Toutefois, il fit ce raisonnement que doivent faire tous ceux qui sont décidés au suicide :

— Attendons encore : il sera toujours assez tôt dès que le fardeau deviendra trop lourd.

Mais vivre en face de cette femme que son cœur repoussait avec aversion, avec horreur, ce n’était pas possible. Il s’arrêterait donc au premier parti, et quitterait la maison avant le réveil de Juliette. Il irait à Nantes d’abord, et de là s’embarquerait pour Rio-Janeiro.

Il réunit divers papiers, quelques effets indispensables, et les jeta dans un porte-manteau.

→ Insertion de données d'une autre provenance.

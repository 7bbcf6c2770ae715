//! Stream framing for fixed-size requests.
//!
//! A single transport read may hold part of a request, exactly one, or
//! several back to back. `MessageCodec` buffers until a full 9-byte request
//! is available, so callers only ever see whole messages.

use crate::error::WireError;
use crate::message::{Message, MESSAGE_LEN, RESPONSE_LEN};
use bytes::{Buf, BufMut, BytesMut};
use mte_core::Price;
use tokio_util::codec::{Decoder, Encoder};

/// Server-side codec: decodes requests, encodes query responses.
#[derive(Debug, Clone, Copy, Default)]
pub struct MessageCodec;

impl MessageCodec {
    pub fn new() -> Self {
        Self
    }
}

impl Decoder for MessageCodec {
    type Item = Message;
    type Error = WireError;

    fn decode(&mut self, src: &mut BytesMut) -> Result<Option<Message>, WireError> {
        // Reject a bad tag as soon as it is buffered rather than waiting for
        // the remaining 8 bytes.
        if let Some(&tag) = src.first() {
            if !Message::is_known_tag(tag) {
                return Err(WireError::UnknownTag(tag));
            }
        }

        if src.len() < MESSAGE_LEN {
            src.reserve(MESSAGE_LEN - src.len());
            return Ok(None);
        }

        let mut raw = [0u8; MESSAGE_LEN];
        src.copy_to_slice(&mut raw);
        Message::decode(&raw).map(Some)
    }

    fn decode_eof(&mut self, buf: &mut BytesMut) -> Result<Option<Message>, WireError> {
        match self.decode(buf)? {
            Some(msg) => Ok(Some(msg)),
            None if buf.is_empty() => Ok(None),
            None => Err(WireError::Truncated {
                buffered: buf.len(),
            }),
        }
    }
}

impl Encoder<Price> for MessageCodec {
    type Error = WireError;

    fn encode(&mut self, mean: Price, dst: &mut BytesMut) -> Result<(), WireError> {
        dst.reserve(RESPONSE_LEN);
        dst.put_i32(mean);
        Ok(())
    }
}

/// Decode a 4-byte query response.
pub fn decode_response(raw: [u8; RESPONSE_LEN]) -> Price {
    i32::from_be_bytes(raw)
}

#[cfg(test)]
mod tests {
    use super::*;
    use futures_util::StreamExt;
    use tokio_util::codec::FramedRead;

    fn insert(timestamp: i32, price: i32) -> Message {
        Message::Insert { timestamp, price }
    }

    #[test]
    fn test_partial_buffer_waits() {
        let mut codec = MessageCodec::new();
        let bytes = insert(1, 2).encode();
        let mut buf = BytesMut::from(&bytes[..5]);

        assert!(codec.decode(&mut buf).unwrap().is_none());
        assert_eq!(buf.len(), 5);

        buf.extend_from_slice(&bytes[5..]);
        assert_eq!(codec.decode(&mut buf).unwrap(), Some(insert(1, 2)));
        assert!(buf.is_empty());
    }

    #[test]
    fn test_coalesced_messages_decode_one_at_a_time() {
        let mut codec = MessageCodec::new();
        let mut buf = BytesMut::new();
        buf.extend_from_slice(&insert(1, 10).encode());
        buf.extend_from_slice(&insert(2, 20).encode());
        buf.extend_from_slice(&insert(3, 30).encode()[..4]);

        assert_eq!(codec.decode(&mut buf).unwrap(), Some(insert(1, 10)));
        assert_eq!(codec.decode(&mut buf).unwrap(), Some(insert(2, 20)));
        assert!(codec.decode(&mut buf).unwrap().is_none());
        assert_eq!(buf.len(), 4);
    }

    #[test]
    fn test_unknown_tag_rejected_before_full_frame() {
        let mut codec = MessageCodec::new();
        let mut buf = BytesMut::from(&b"X"[..]);
        let err = codec.decode(&mut buf).unwrap_err();
        assert!(matches!(err, WireError::UnknownTag(b'X')));
    }

    #[test]
    fn test_eof_with_partial_frame_is_truncated() {
        let mut codec = MessageCodec::new();
        let mut buf = BytesMut::from(&insert(1, 2).encode()[..8]);
        let err = codec.decode_eof(&mut buf).unwrap_err();
        assert!(matches!(err, WireError::Truncated { buffered: 8 }));
    }

    #[test]
    fn test_eof_with_empty_buffer_is_clean() {
        let mut codec = MessageCodec::new();
        let mut buf = BytesMut::new();
        assert!(codec.decode_eof(&mut buf).unwrap().is_none());
    }

    #[test]
    fn test_encode_response() {
        let mut codec = MessageCodec::new();
        let mut buf = BytesMut::new();
        codec.encode(-2, &mut buf).unwrap();
        assert_eq!(&buf[..], &[0xff, 0xff, 0xff, 0xfe]);
        assert_eq!(decode_response([0xff, 0xff, 0xff, 0xfe]), -2);
        assert_eq!(decode_response([0x00, 0x00, 0x00, 0x65]), 101);
    }

    #[tokio::test]
    async fn test_framed_read_reassembles_split_reads() {
        let first = insert(1000, 100).encode();
        let second = Message::Query {
            min_time: 1000,
            max_time: 1000,
        }
        .encode();

        // Deliver the two requests across uneven reads.
        let reader = tokio_test::io::Builder::new()
            .read(&first[..3])
            .read(&first[3..])
            .read(&second[..1])
            .read(&second[1..7])
            .read(&second[7..])
            .build();

        let mut framed = FramedRead::new(reader, MessageCodec::new());
        assert_eq!(framed.next().await.unwrap().unwrap(), insert(1000, 100));
        assert_eq!(
            framed.next().await.unwrap().unwrap(),
            Message::Query {
                min_time: 1000,
                max_time: 1000
            }
        );
        assert!(framed.next().await.is_none());
    }

    #[tokio::test]
    async fn test_framed_read_truncated_stream() {
        let bytes = insert(5, 6).encode();
        let reader = tokio_test::io::Builder::new().read(&bytes[..6]).build();

        let mut framed = FramedRead::new(reader, MessageCodec::new());
        let result = framed.next().await.unwrap();
        assert!(matches!(result, Err(WireError::Truncated { buffered: 6 })));
    }
}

Mais, au moment où il achevait ses préparatifs, Juliette entra, inquiète du mouvement qu’elle en tendait dans la chambre d’Étienne. Elle aperçut cette malle pleine, encore ouverte. Elle devina son projet, entrevit en un instant les conséquences de ce départ : l’abandon, la honte d’un scandale ; et, prise d’un soudain effroi, elle s’élança au cou de son mari.

Étienne la repoussa.

Elle se roula à ses pieds, embrassant ses genoux.

Ce désespoir n’était pas feint. Elle voyait son avenir perdu, brisé. Or, elle tenait à la considération, aux prérogatives du mariage, bien qu’elle n’en remplît pas les devoirs.

Mais Étienne crut à une nouvelle comédie, et se dégagea froidement.